EXERCISE AIM |
Every line in the data below that holds "HashSet" should be found and copied.

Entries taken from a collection
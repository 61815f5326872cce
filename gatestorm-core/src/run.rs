use std::collections::HashSet;
use std::sync::Arc;
use std::time::Instant;

use gatestorm_http::HttpClient;
use gatestorm_metrics::Registry;
use tracing::{debug, info};

use crate::aggregate::summarize;
use crate::config::ScenarioConfig;
use crate::error::{Error, Result};
use crate::gate::IterationGate;
use crate::request_metrics::RequestMetricIds;
use crate::scenario::VuContext;
use crate::session::Session;
use crate::signal::Signal;
use crate::summary::RunSummary;
use crate::task_metrics::{TaskMetricIds, TaskOutcome};
use crate::user::VirtualUser;

/// Shared, read-only state of one run.
#[derive(Debug)]
pub struct RunContext {
    pub client: HttpClient,
    /// Scheme and authority, without a trailing slash.
    pub host: String,
    pub prefix: String,
    pub metrics: Arc<Registry>,
    pub request_ids: RequestMetricIds,
    pub task_ids: TaskMetricIds,
    pub stop: Arc<Signal>,
    /// Makes per-VU RNG streams reproducible.
    pub seed: Option<u64>,
}

impl RunContext {
    pub fn new(host: &str, prefix: &str, client: HttpClient) -> Self {
        let metrics = Arc::new(Registry::default());
        let request_ids = RequestMetricIds::register(&metrics);
        let task_ids = TaskMetricIds::register(&metrics);

        Self {
            client,
            host: host.trim_end_matches('/').to_string(),
            prefix: normalize_prefix(prefix),
            metrics,
            request_ids,
            task_ids,
            stop: Arc::new(Signal::new()),
            seed: None,
        }
    }

    #[must_use]
    pub fn with_seed(mut self, seed: Option<u64>) -> Self {
        self.seed = seed;
        self
    }

    #[must_use]
    pub fn with_stop(mut self, stop: Arc<Signal>) -> Self {
        self.stop = stop;
        self
    }
}

fn normalize_prefix(prefix: &str) -> String {
    let trimmed = prefix.trim_matches('/');
    if trimmed.is_empty() {
        String::new()
    } else {
        format!("/{trimmed}")
    }
}

/// Spawns every VU of every scenario, releases them together, and waits for all of them.
pub async fn run_scenarios(scenarios: Vec<ScenarioConfig>, run: Arc<RunContext>) -> Result<RunSummary> {
    if scenarios.is_empty() {
        return Err(Error::NoScenarios);
    }

    let mut seen = HashSet::new();
    for sc in &scenarios {
        if !seen.insert(sc.name.as_str()) {
            return Err(Error::DuplicateScenario(sc.name.clone()));
        }
    }

    let start_signal = Arc::new(Signal::new());
    let mut gates = Vec::with_capacity(scenarios.len());
    let mut handles = Vec::new();
    let mut next_vu_id = 1u64;

    for sc in &scenarios {
        let gate = Arc::new(IterationGate::new(sc.iterations, sc.duration));
        let scenario: Arc<str> = Arc::from(sc.name.as_str());

        for _ in 0..sc.vus {
            let ctx = VuContext {
                vu_id: next_vu_id,
                scenario: scenario.clone(),
                run: run.clone(),
                gate: gate.clone(),
                wait_time: sc.wait_time,
                start_signal: start_signal.clone(),
            };
            next_vu_id += 1;
            handles.push(tokio::spawn((sc.spawner)(ctx)));
        }

        gates.push(gate);
    }

    info!(
        scenarios = scenarios.len(),
        vus = next_vu_id - 1,
        "starting run"
    );

    let started = Instant::now();
    for gate in &gates {
        gate.start_at(started);
    }
    start_signal.fire();

    for handle in handles {
        handle.await?;
    }

    let elapsed = started.elapsed();
    info!(elapsed = ?elapsed, "run finished");
    if tracing::enabled!(tracing::Level::DEBUG) {
        for series in run.metrics.summarize() {
            debug!(
                metric = %series.name,
                kind = %series.kind,
                tags = ?series.tags,
                value = ?series.value,
                "metric series"
            );
        }
    }

    Ok(summarize(&run, &scenarios, elapsed))
}

pub(crate) async fn run_vu<U: VirtualUser>(mut user: U, ctx: VuContext) {
    let run = ctx.run.clone();

    tokio::select! {
        _ = ctx.start_signal.wait() => {}
        _ = run.stop.wait() => return,
    }

    let _active = run.task_ids.enter_active_vu(&run.metrics, &ctx.scenario);
    let tasks = U::tasks();
    let mut session = Session::new(run.clone(), ctx.scenario.clone(), ctx.vu_id);

    tokio::select! {
        _ = user.on_start(&mut session) => {}
        _ = run.stop.wait() => return,
    }

    while !run.stop.is_fired() && ctx.gate.next() {
        let Some(task) = tasks.pick(session.rng()) else {
            break;
        };

        let started = Instant::now();
        let result = tokio::select! {
            res = (task.run)(&mut user, &mut session) => res,
            _ = run.stop.wait() => break,
        };

        let skipped = session.take_skipped();
        let outcome = match result {
            Ok(()) if skipped => TaskOutcome::Skipped,
            Ok(()) => TaskOutcome::Ok,
            Err(err) => {
                debug!(
                    vu = ctx.vu_id,
                    scenario = %ctx.scenario,
                    task = task.name,
                    error_kind = %err.kind(),
                    error = %err,
                    "task failed"
                );
                TaskOutcome::Error
            }
        };
        run.task_ids.record_task(
            &run.metrics,
            &ctx.scenario,
            task.name,
            outcome,
            started.elapsed(),
        );

        let mut pause = ctx.wait_time.sample(session.rng());
        if let Some(remaining) = ctx.gate.remaining() {
            pause = pause.min(remaining);
        }
        if pause.is_zero() {
            continue;
        }

        tokio::select! {
            _ = tokio::time::sleep(pause) => {}
            _ = run.stop.wait() => break,
        }
    }
}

REPLY TO THE TASK |
use std::collections::HashSet;
    let mut seen = HashSet::new();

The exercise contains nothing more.